Se você não sabe o que é o sul, é simplesmente porque você é do norte
Se você não sabe o que é o sul, é simplesmente porque você é do norte. [NOTA 1]
A curadora Sarah Farrar iniciou sua fala situando seu país de origem, a Nova Zelândia, como periférico em relação ao cenário de arte contemporânea mundial. Ela destacou dois pontos principais que constantemente orientam grande parte da produção local: a história de tensão entre a população descendente de europeus e a população indígena original, os Maori, pois mesmo que não faça mais sentido falar em raças após dois séculos de miscigenação, essa ainda é uma forma de catalogação da população utilizada pelo governo como, por exemplo, na garantia de alguns direitos; a outra questão, de alguma forma relacionada à primeira, é a utilização da exuberante formação geográfica feita pelo marketing do turismo nacional, cujas propagandas constantemente falam de uma "pureza" da natureza. Sarah mostrou uma imagem de uma dessas campanhas onde, sobre uma fotografia de paisagem, se lê: "100% there for the taking", algo como "100% para ser aproveitado/tomado". Essa frase ambígua introduz o recorte de obras que Sarah nos mostrou para apresentar algumas de suas curadorias em Wellington, com relação bastante crítica ao contexto político. Em uma dessas exposições Michael Stevenson realizou uma instalação, "This Is the Trekka", desmembrando um Trekka (alardeado como o único carro totalmente neozelandês) e mostrando que as peças constitutivas do veículo eram oriundas da então Tchecoslováquia, descortinando, assim, as relações econômicas entre os países durante a Guerra Fria e, de certa forma, sabotando o ufanismo contido na ideia de produto 100% local.

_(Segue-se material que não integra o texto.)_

use std::fs;
use std::path::Path;

use bytes::BytesMut;
use tracing::{debug, trace};

use crate::boxes::generic::{Mp4Box, HEADER_SIZE};
use crate::error::{Error, Result};
use crate::format_fourcc;

/// Slices every complete box off the front of `stream`.
///
/// A trailing partial box is left in the stream so more bytes can be appended
/// before the next call. Reading also stops at a box with an invalid size, which
/// stays in the stream as well.
pub fn read_boxes(stream: &mut BytesMut) -> Vec<Mp4Box<'static>> {
    let mut boxes = Vec::new();
    loop {
        let mut b = Mp4Box::new();
        match b.read(stream) {
            Ok(()) => {
                trace!(
                    box_type = %format_fourcc(&b.box_type()),
                    size = b.boxed_size(),
                    "read box"
                );
                boxes.push(b);
            }
            Err(Error::Incomplete { need, have }) => {
                if have > 0 {
                    debug!(need, have, "stopping at incomplete box");
                }
                break;
            }
            Err(e) => {
                debug!(error = %e, remaining = stream.len(), "stopping at malformed box");
                break;
            }
        }
    }
    boxes
}

/// Borrows every box of `data` without copying.
///
/// Fails when `data` does not end exactly at a box boundary.
pub fn parse_boxes(data: &[u8]) -> Result<Vec<Mp4Box<'_>>> {
    let mut boxes = Vec::new();
    let mut rest = data;
    while !rest.is_empty() {
        if rest.len() < HEADER_SIZE {
            return Err(Error::Incomplete {
                need: HEADER_SIZE,
                have: rest.len(),
            });
        }
        let b = Mp4Box::view(rest);
        let size = b.boxed_size();
        if size < HEADER_SIZE {
            return Err(Error::InvalidSize(size));
        }
        if size > rest.len() {
            return Err(Error::Incomplete {
                need: size,
                have: rest.len(),
            });
        }
        boxes.push(b);
        rest = &rest[size..];
    }
    Ok(boxes)
}

/// Reads every complete box of a file into owned boxes.
pub fn read_file<P: AsRef<Path>>(path: P) -> Result<Vec<Mp4Box<'static>>> {
    let data = fs::read(path.as_ref())?;
    let total = data.len();
    let mut stream = BytesMut::from(&data[..]);
    let boxes = read_boxes(&mut stream);
    if !stream.is_empty() {
        debug!(
            path = %path.as_ref().display(),
            trailing = stream.len(),
            total,
            "ignoring trailing bytes"
        );
    }
    Ok(boxes)
}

detalhe da instalação "This is the Trekka", de Michael Stevenson, apresentada na Bienal de Veneza em 2003
Em seguida, Inti Guerrero se juntou a Sarah para relatar o projeto que fizeram juntos dentro do Programa Curatorial do centro de arte holandês De Appel. O curso de curadoria seleciona jovens curadores de diferentes contextos geopolíticos e na turma deles, em 2007, os participantes vieram da Sérvia, Lituânia, Canadá, Rússia, Colômbia e Nova Zelândia. As aulas e encontros se dão em Amsterdã, porém o programa organiza uma série de viagens para pesquisa e ao fim do curso os alunos devem organizar um projeto de conclusão.

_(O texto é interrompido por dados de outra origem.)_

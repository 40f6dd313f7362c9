use serde::{Deserialize, Serialize};

use super::generic::{pretty_line, typed_box, Mp4Box, TypedBox};

// Width of one segment run record: first segment and fragments per segment.
const SEGMENT_RUN_SIZE: usize = 8;

/// One row of a segment run table: from `first_segment` on, every segment holds
/// `fragments_per_segment` fragments.
#[derive(Clone, Copy, Debug, Default, PartialEq, Eq, Serialize, Deserialize)]
#[serde(default)]
pub struct SegmentRunEntry {
    pub first_segment: u32,
    pub fragments_per_segment: u32,
}

// The `AsrtBox` struct represents a Segment Run Table Box.
// Payload layout:
// - 0: version (8 bits)
// - 1: update (24 bits, the full box flags)
// - 4: quality entry count (8 bits), followed by that many zero-terminated strings
// - then: segment run entry count (32 bits), followed by 8 byte `SegmentRunEntry` records
pub struct AsrtBox<'a>(Mp4Box<'a>);

typed_box!(AsrtBox);

impl AsrtBox<'static> {
    pub fn new() -> Self {
        let mut b = AsrtBox(Mp4Box::with_type(Self::BOX_TYPE));
        b.set_version(0);
        b.set_update(0);
        b.set_u8(0, 4); // quality entry count
        b.set_u32(0, 5); // segment run entry count
        b
    }
}

impl AsrtBox<'_> {
    pub fn version(&mut self) -> u8 {
        self.get_u8(0)
    }

    pub fn set_version(&mut self, version: u8) {
        self.set_u8(version, 0)
    }

    pub fn update(&mut self) -> u32 {
        self.get_u24(1)
    }

    pub fn set_update(&mut self, update: u32) {
        self.set_u24(update, 1)
    }

    pub fn quality_entry_count(&mut self) -> u8 {
        self.get_u8(4)
    }

    pub fn quality_entry(&mut self, no: usize) -> String {
        self.get_table_string(4, no)
    }

    pub fn set_quality_entry(&mut self, no: usize, entry: &str) {
        self.set_table_string(4, no, entry)
    }

    fn segment_run_count_offset(&mut self) -> usize {
        let count = self.quality_entry_count() as usize;
        self.skip_strings(5, count)
    }

    pub fn segment_run_entry_count(&mut self) -> u32 {
        let offset = self.segment_run_count_offset();
        self.get_u32(offset)
    }

    /// Stores run `no`, appending zeroed runs when the table is shorter.
    pub fn set_segment_run(&mut self, no: usize, run: SegmentRunEntry) {
        let count_offset = self.segment_run_count_offset();
        let Some(offset) = self.record_slot(count_offset, count_offset + 4, no, SEGMENT_RUN_SIZE)
        else {
            return;
        };
        self.set_u32(run.first_segment, offset);
        self.set_u32(run.fragments_per_segment, offset + 4);
    }

    /// Reads run `no`, or an all zero run past the end of the table.
    pub fn segment_run(&mut self, no: usize) -> SegmentRunEntry {
        let count_offset = self.segment_run_count_offset();
        if no >= self.get_u32(count_offset) as usize {
            return SegmentRunEntry::default();
        }
        let offset = count_offset + 4 + no * SEGMENT_RUN_SIZE;
        SegmentRunEntry {
            first_segment: self.get_u32(offset),
            fragments_per_segment: self.get_u32(offset + 4),
        }
    }

    pub fn to_pretty_string(&mut self, indent: usize) -> String {
        let mut r = String::new();
        pretty_line(&mut r, indent, "[asrt] Segment Run Table");
        let version = self.version();
        pretty_line(&mut r, indent + 1, format_args!("Version {}", version));
        if self.update() != 0 {
            pretty_line(&mut r, indent + 1, "Update");
        } else {
            pretty_line(&mut r, indent + 1, "Replacement or new table");
        }

        let qualities = self.quality_entry_count() as usize;
        pretty_line(&mut r, indent + 1, format_args!("QualityEntryTable ({})", qualities));
        for i in 0..qualities {
            let entry = self.quality_entry(i);
            pretty_line(&mut r, indent + 2, entry);
        }

        let runs = self.segment_run_entry_count() as usize;
        pretty_line(&mut r, indent + 1, format_args!("SegmentRunEntryTable ({})", runs));
        for i in 0..runs {
            let run = self.segment_run(i);
            pretty_line(&mut r, indent + 2, format_args!("FirstSegment {}", run.first_segment));
            pretty_line(
                &mut r,
                indent + 2,
                format_args!("FragmentsPerSegment {}", run.fragments_per_segment),
            );
        }
        r
    }
}

impl<'a> TypedBox<'a> for AsrtBox<'a> {
    const BOX_TYPE: [u8; 4] = *b"asrt";

    fn from_box(inner: Mp4Box<'a>) -> Self {
        AsrtBox(inner)
    }

    fn into_box(self) -> Mp4Box<'a> {
        self.0
    }

    fn to_pretty_string(&mut self, indent: usize) -> String {
        AsrtBox::to_pretty_string(self, indent)
    }
}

A diretora atual, Ann Demeester [NOTA 2], propõe que as curadorias sejam "context responsive" (que respondam ao contexto), para que os projetos saiam do espaço expositivo da instituição rumo à cidade. O local escolhido pela turma de Inti e Sarah foi o subúrbio em construção Leidsche Rijn, ao lado de Utrecht, um dos novos projetos de urbanismo do governo da Holanda, previsto para ser concluído em 2025. Sarah atribui como política "tipicamente holandesa" que Leidsche Rijn já tenha um projeto de instituição para arte contemporânea, antes mesmo de ser construído. A exposição final curada pelo grupo se espalhou por três locais distintos, entre eles o bazar de segunda mão Emmaus. Sarah e Inti chamaram atenção para o fato desses curadores de países periféricos, uma vez nesse subúrbio serializado holandês, terem se reconhecido na opacidade de um brechó.
Trabalho do artista Gabriel Kuri no bazar Emmaus, dentro da exposição "Master Humphrey's Clock"
Detalhe da instalação Grounded, de Michael Rakowitz, também no Emmaus.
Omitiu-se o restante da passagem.